The problem with eating chips is that you have no power to stop, even if you aren't hungry, your hand will continue to venture into the crinkly bag and pull out some crunchy chips to shove into you mouth. It's inevitable.

And I love when I'm listening to this soft quiet mellow song that is purely instrumental, on my playlist, and then it jumps to this loud rocking song with an imediate sick beat and hyped up guitar then someone going "Woo!" Haha. It always startles me when that happens, but I love love love this song.
(Rock With You by Honor Society)

So I realize that I have done okay with not mentioning someone (Well, not really okay, I only went two blog post, not something to celebrate over) But I have mentioned him, in some form of context on twitter and facebook, and my mother said something about him, so we talked about it for several minutes. Over all, I'm not doing good with that yet. I don't need to think about him, I don't a lot actually, which surprises even me. But I like to think about him. I remember before, in my "dark days" when I tried so so hard not to think about things that would trigger my emotions in any way...I would run from my thoughts, shy away from them, cowering in the corner, always so desperate to distract myself....It's nice, not running from my thoughts. I like that I have pleasant thoughts, and the fact that he isn't consuming all of my brain power even when I do think about him. I can multi-task my thoughts with him. Think about a ton of things at once....Well, maybe not a ton of things, my mind aint that big...But a few things. Hah.

I dreamed about him last night...It sort of reminded me of that first time I dreamed of him, months ago, before I even cared about him. I don't know what my simple joy with hugs is really. But it's always the hugs for me. Haha. In my dream he kept hugging me, and singing quietly in my ear each time. It was so vivid. Only the parts with him were vivid, I don't remember much else. I don't even know who else was in the dream, though there were a lot of people. Oh well, unimportant. Just a VERY good dream. Makes me want him more. Sigh.

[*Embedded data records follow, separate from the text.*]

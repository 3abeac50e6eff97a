//! Per-repository path exclusions
//!
//! Built once from `repo:path1,path2,...` entries and consulted before any change
//! detection. Matching is exact: no globbing, no prefix matching, no trimming.

use std::collections::{HashMap, HashSet};
use tracing::{debug, error, warn};

use crate::repo::{strip_host_prefix, RepoId};

/// Excluded paths keyed by repository
#[derive(Debug, Clone, Default)]
pub struct ExclusionConfig {
    excluded: HashMap<RepoId, HashSet<String>>,
}

impl ExclusionConfig {
    /// Parse raw `repo:path1,path2,...` entries.
    ///
    /// Malformed entries are logged and skipped; the remaining entries are still
    /// parsed. A later entry for the same repository replaces an earlier one.
    pub fn parse<S: AsRef<str>>(entries: &[S]) -> Self {
        let mut excluded = HashMap::new();

        for entry in entries {
            let entry = entry.as_ref();

            // A URL-form repository carries its own colon after the scheme
            let Some((repo, paths)) = strip_host_prefix(entry).split_once(':') else {
                error!("Invalid ignore entry (expected repo:path1,path2): {}", entry);
                continue;
            };

            let repo = match RepoId::parse(repo) {
                Ok(repo) => repo,
                Err(e) => {
                    error!("Invalid ignore entry {}: {}", entry, e);
                    continue;
                }
            };

            let paths: HashSet<String> = paths.split(',').map(str::to_string).collect();
            debug!("Excluding {} path(s) in {}", paths.len(), repo);

            if excluded.insert(repo.clone(), paths).is_some() {
                warn!("Multiple ignore entries for {}, keeping the last one", repo);
            }
        }

        Self { excluded }
    }

    /// Whether `path` is configured as excluded for `repo`
    pub fn is_excluded(&self, repo: &RepoId, path: &str) -> bool {
        self.excluded
            .get(repo)
            .is_some_and(|paths| paths.contains(path))
    }

    /// Number of repositories with at least one exclusion entry
    pub fn len(&self) -> usize {
        self.excluded.len()
    }

    pub fn is_empty(&self) -> bool {
        self.excluded.is_empty()
    }
}
//! Change record persistence
//!
//! A change record maps each repository-relative path to the outcome of its last
//! synchronization: the content identifier that was written, or a failure marker
//! that forces a re-fetch on the next run.
//!
//! All records live in the one history file, keyed by repository:
//!
//! ```json
//! {
//!     "repositories": {
//!         "owner/project": {
//!             "files": {
//!                 "README.md": "4b825dc642cb6eb9a060e54bf8d69288fbee4904",
//!                 "docs/broken.md": null
//!             }
//!         }
//!     }
//! }
//! ```
//!
//! Failures are stored as `null`, so no content identifier can ever be mistaken
//! for the failure marker. Older history files hold a single top-level `files`
//! map shared by every repository and use the string `"ERROR"` for failures; both
//! are still read, and a repository with no entry of its own starts from that map.

use anyhow::{Context, Result};
use serde::{Deserialize, Deserializer, Serialize, Serializer};
use std::collections::{BTreeMap, HashSet};
use std::io::ErrorKind;
use std::path::{Path, PathBuf};
use tracing::{debug, info, warn};

use crate::repo::RepoId;

/// String marker used for failures by older record files
const LEGACY_ERROR_MARKER: &str = "ERROR";

/// What happens to entries for paths that are no longer listed upstream
#[derive(Debug, Clone, Copy, PartialEq, Eq, Default)]
pub enum StalePolicy {
    /// Keep them; they are never consulted again unless the path reappears
    #[default]
    Retain,
    /// Remove them after a successful listing
    Prune,
}

/// Status of one path in the change record
#[derive(Debug, Clone, PartialEq, Eq)]
pub enum RecordEntry {
    /// Last attempt succeeded and wrote content with this identifier
    Synced(String),
    /// Last attempt failed
    Failed,
}

impl RecordEntry {
    pub fn content_id(&self) -> Option<&str> {
        match self {
            RecordEntry::Synced(id) => Some(id),
            RecordEntry::Failed => None,
        }
    }

    pub fn is_failed(&self) -> bool {
        matches!(self, RecordEntry::Failed)
    }
}

impl Serialize for RecordEntry {
    fn serialize<S: Serializer>(&self, serializer: S) -> std::result::Result<S::Ok, S::Error> {
        match self {
            RecordEntry::Synced(id) => serializer.serialize_str(id),
            RecordEntry::Failed => serializer.serialize_none(),
        }
    }
}

impl<'de> Deserialize<'de> for RecordEntry {
    fn deserialize<D: Deserializer<'de>>(deserializer: D) -> std::result::Result<Self, D::Error> {
        Ok(match Option::<String>::deserialize(deserializer)? {
            None => RecordEntry::Failed,
            Some(id) if id == LEGACY_ERROR_MARKER => RecordEntry::Failed,
            Some(id) => RecordEntry::Synced(id),
        })
    }
}

/// In-memory change record for one repository
#[derive(Debug, Clone, Default, PartialEq, Eq, Serialize, Deserialize)]
pub struct ChangeRecord {
    #[serde(default)]
    files: BTreeMap<String, RecordEntry>,
}

impl ChangeRecord {
    pub fn new() -> Self {
        Self::default()
    }

    pub fn get(&self, path: &str) -> Option<&RecordEntry> {
        self.files.get(path)
    }

    /// Record a successful write of `content_id` at `path`
    pub fn mark_synced(&mut self, path: impl Into<String>, content_id: impl Into<String>) {
        self.files
            .insert(path.into(), RecordEntry::Synced(content_id.into()));
    }

    /// Record a failed attempt at `path`
    pub fn mark_failed(&mut self, path: impl Into<String>) {
        self.files.insert(path.into(), RecordEntry::Failed);
    }

    /// Drop every entry whose path is not in `live`, returning the removed paths
    pub fn prune(&mut self, live: &HashSet<&str>) -> Vec<String> {
        let stale: Vec<String> = self
            .files
            .keys()
            .filter(|path| !live.contains(path.as_str()))
            .cloned()
            .collect();

        for path in &stale {
            self.files.remove(path);
        }

        stale
    }

    pub fn iter(&self) -> impl Iterator<Item = (&str, &RecordEntry)> {
        self.files.iter().map(|(path, entry)| (path.as_str(), entry))
    }

    pub fn len(&self) -> usize {
        self.files.len()
    }

    pub fn is_empty(&self) -> bool {
        self.files.is_empty()
    }
}

/// Contents of the history file: one change record per repository
#[derive(Debug, Clone, Default, PartialEq, Eq, Serialize, Deserialize)]
pub struct RecordFile {
    /// Unscoped map written by older versions
    #[serde(default, skip_serializing_if = "BTreeMap::is_empty")]
    files: BTreeMap<String, RecordEntry>,
    #[serde(default)]
    repositories: BTreeMap<String, ChangeRecord>,
}

impl RecordFile {
    pub fn new() -> Self {
        Self::default()
    }

    /// Record for `repo`, seeded from the unscoped map if it has none yet
    pub fn record(&self, repo: &RepoId) -> ChangeRecord {
        if let Some(record) = self.repositories.get(repo.as_str()) {
            return record.clone();
        }

        if !self.files.is_empty() {
            debug!(
                "Seeding record for {} from {} unscoped entries",
                repo,
                self.files.len()
            );
        }

        ChangeRecord {
            files: self.files.clone(),
        }
    }

    /// Replace the record stored for `repo`
    pub fn set_record(&mut self, repo: &RepoId, record: ChangeRecord) {
        self.repositories.insert(repo.as_str().to_string(), record);
    }

    /// Whether `repo` has a record of its own
    pub fn contains(&self, repo: &RepoId) -> bool {
        self.repositories.contains_key(repo.as_str())
    }

    /// Number of repositories with a record of their own
    pub fn len(&self) -> usize {
        self.repositories.len()
    }

    pub fn is_empty(&self) -> bool {
        self.repositories.is_empty() && self.files.is_empty()
    }
}

/// Reads and writes the history file at a fixed location
#[derive(Debug, Clone)]
pub struct RecordStore {
    locator: PathBuf,
}

impl RecordStore {
    pub fn new(locator: impl Into<PathBuf>) -> Self {
        Self {
            locator: locator.into(),
        }
    }

    pub fn locator(&self) -> &Path {
        &self.locator
    }

    /// Load the history file, falling back to an empty one.
    ///
    /// A missing file is the normal first-run case. Unreadable or corrupt files
    /// are reported as warnings and never fail the run.
    pub fn load(&self) -> RecordFile {
        match self.try_load() {
            Ok(history) => {
                debug!(
                    "Loaded records for {} repositories from {}",
                    history.len(),
                    self.locator.display()
                );
                history
            }
            Err(e) => {
                let not_found = e
                    .downcast_ref::<std::io::Error>()
                    .is_some_and(|io| io.kind() == ErrorKind::NotFound);

                if not_found {
                    info!(
                        "No change record at {}, starting fresh",
                        self.locator.display()
                    );
                } else {
                    warn!("{:#}; starting with an empty record", e);
                }

                RecordFile::new()
            }
        }
    }

    /// Load the history file, surfacing I/O and parse errors
    pub fn try_load(&self) -> Result<RecordFile> {
        let content = std::fs::read_to_string(&self.locator)
            .with_context(|| format!("Failed to read change record: {}", self.locator.display()))?;

        serde_json::from_str(&content)
            .with_context(|| format!("Failed to parse change record: {}", self.locator.display()))
    }

    /// Overwrite the history file with `history`.
    ///
    /// The whole file is written to a sibling temporary file and renamed into
    /// place, so readers never observe a partial write.
    pub fn save(&self, history: &RecordFile) -> Result<()> {
        if let Some(parent) = self.locator.parent() {
            if !parent.as_os_str().is_empty() {
                std::fs::create_dir_all(parent).with_context(|| {
                    format!("Failed to create record directory: {}", parent.display())
                })?;
            }
        }

        let mut content = Vec::new();
        let formatter = serde_json::ser::PrettyFormatter::with_indent(b"    ");
        let mut serializer = serde_json::Serializer::with_formatter(&mut content, formatter);
        history
            .serialize(&mut serializer)
            .context("Failed to serialize change record")?;
        content.push(b'\n');

        let mut temp_name = self.locator.as_os_str().to_owned();
        temp_name.push(".tmp");
        let temp_path = PathBuf::from(temp_name);

        std::fs::write(&temp_path, &content)
            .with_context(|| format!("Failed to write change record: {}", temp_path.display()))?;

        std::fs::rename(&temp_path, &self.locator).with_context(|| {
            format!("Failed to replace change record: {}", self.locator.display())
        })?;

        debug!(
            "Saved records for {} repositories to {}",
            history.len(),
            self.locator.display()
        );
        Ok(())
    }
}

I wonder if I really buckled down on the whole "Not thinking about him thing" and took away all reminders, like my music I fall alseep to everynight...I can easily change it out with something else...I can change my desktop backround, my ringtone, I can not visit twitter so often....If I did all that, I wonder how good it would feel, when I was freshly brought back to it. I haven't gone a full day without some kind of inclination toward him since he became the object of my affection. And I know from genius besties personal experience that it's wonderful. I think I'm going to try it, for real try it. Maybe not this week though, since I need to keep my eyes open for an announcement that will let me know when I get to see him, in person, again. After that though, I'm going to do it. Just for the heck of it. See if I can first off, and then feel the even-better bliss my bestie was going on about. Ohh...But what if I keep dreaming about him? I don't know how to turn those off, lol...Ah well, maybe without sleeping to that sound I wouldn't dream about him anyways. Though, I used to dream about someone else every night that I dreamed, which was just about every night...Hm...Well, I'll see how it goes. I'm guessing the announcement I'm waiting for will occur within the week, so once I got that settled then I'm going to hold off on him.
Ohhhhh maybe, if I can, I could block him out, all the way, until I see him face to face again. Wow. The thought of that kind of joy is just, wow. Haha. I don't know if I can do it, but maybe I'll try...Then it would be like the first time all over again! Oh, how lovely.

Note: Bag of chips was about 1/4 full when I started this blog....Now there's barely any whole chips left, and a ton of little broken ones. Chips are a curse. :P

And now I have a strong desire to watch Lord of the Rings, but, it's 3am, and it's a 3 hours movie = Not going to happen tonight. Perhaps tomorrow I'll watch it, if I have time. :) <--- I like the way this smiley looks. When I do smileys like that on twitter or facebook they don't look as happy. Hah, I'm so freaking weird!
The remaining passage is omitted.